[Aim of the exercise] You are asked to write out the entries exactly as they are given.
(Data excerpts Opens)
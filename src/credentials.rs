// Copyright (c) 2025 Soumyadip Sarkar.
// All rights reserved.
//
// This source code is licensed under the license found in the
// LICENSE file in the root directory of this source tree.

//! One-way password hashing with Argon2id (PHC string format).

use argon2::{
    password_hash::{rand_core::OsRng, PasswordHasher, PasswordVerifier, SaltString},
    Argon2, PasswordHash,
};

use crate::error::{LedgerError, LedgerResult};

pub fn hash_password(plaintext: &str) -> LedgerResult<String> {
    let salt = SaltString::generate(&mut OsRng);
    Argon2::default()
        .hash_password(plaintext.as_bytes(), &salt)
        .map(|hash| hash.to_string())
        .map_err(|e| LedgerError::Credential(e.to_string()))
}

/// Returns `false` for a wrong password and for a stored value that is not a
/// valid PHC hash.
pub fn verify_password(plaintext: &str, stored: &str) -> bool {
    let Ok(parsed) = PasswordHash::new(stored) else {
        tracing::debug!("stored credential is not a valid PHC string");
        return false;
    };
    Argon2::default()
        .verify_password(plaintext.as_bytes(), &parsed)
        .is_ok()
}

#[cfg(test)]
mod tests {
    use super::*;

    #[test]
    fn hash_is_phc_and_salted() {
        let a = hash_password("senha123").unwrap();
        let b = hash_password("senha123").unwrap();
        assert!(a.starts_with("$argon2id$"));
        assert_ne!(a, "senha123");
        assert_ne!(a, b);
    }

    #[test]
    fn verify_matches_only_the_original_plaintext() {
        let hash = hash_password("correct horse").unwrap();
        assert!(verify_password("correct horse", &hash));
        assert!(!verify_password("correct horse ", &hash));
        assert!(!verify_password("", &hash));
    }

    #[test]
    fn malformed_stored_credential_is_false_not_error() {
        assert!(!verify_password("anything", "not-a-hash"));
        assert!(!verify_password("anything", ""));
        assert!(!verify_password("anything", "$argon2id$garbage"));
    }
}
(Data excerpts Closes)
[Result]
filename src/credentials.rs
// Copyright (c) 2025 Soumyadip Sarkar.
// All rights reserved.
//
// This source code is licensed under the license found in the
// LICENSE file in the root directory of this source tree.

//! One-way password hashing with Argon2id (PHC string format).

use argon2::{
    password_hash::{rand_core::OsRng, PasswordHasher, PasswordVerifier, SaltString},
    Argon2, PasswordHash,
};

use crate::error::{LedgerError, LedgerResult};

pub fn hash_password(plaintext: &str) -> LedgerResult<String> {
    let salt = SaltString::generate(&mut OsRng);
    Argon2::default()
        .hash_password(plaintext.as_bytes(), &salt)
        .map(|hash| hash.to_string())
        .map_err(|e| LedgerError::Credential(e.to_string()))
}

/// Returns `false` for a wrong password and for a stored value that is not a
/// valid PHC hash.
pub fn verify_password(plaintext: &str, stored: &str) -> bool {
    let Ok(parsed) = PasswordHash::new(stored) else {
        tracing::debug!("stored credential is not a valid PHC string");
        return false;
    };
    Argon2::default()
        .verify_password(plaintext.as_bytes(), &parsed)
        .is_ok()
}

#[cfg(test)]
mod tests {
    use super::*;

    #[test]
    fn hash_is_phc_and_salted() {
        let a = hash_password("senha123").unwrap();
        let b = hash_password("senha123").unwrap();
        assert!(a.starts_with("$argon2id$"));
        assert_ne!(a, "senha123");
        assert_ne!(a, b);
    }

    #[test]
    fn verify_matches_only_the_original_plaintext() {
        let hash = hash_password("correct horse").unwrap();
        assert!(verify_password("correct horse", &hash));
        assert!(!verify_password("correct horse ", &hash));
        assert!(!verify_password("", &hash));
    }

    #[test]
    fn malformed_stored_credential_is_false_not_error() {
        assert!(!verify_password("anything", "not-a-hash"));
        assert!(!verify_password("anything", ""));
        assert!(!verify_password("anything", "$argon2id$garbage"));
    }
}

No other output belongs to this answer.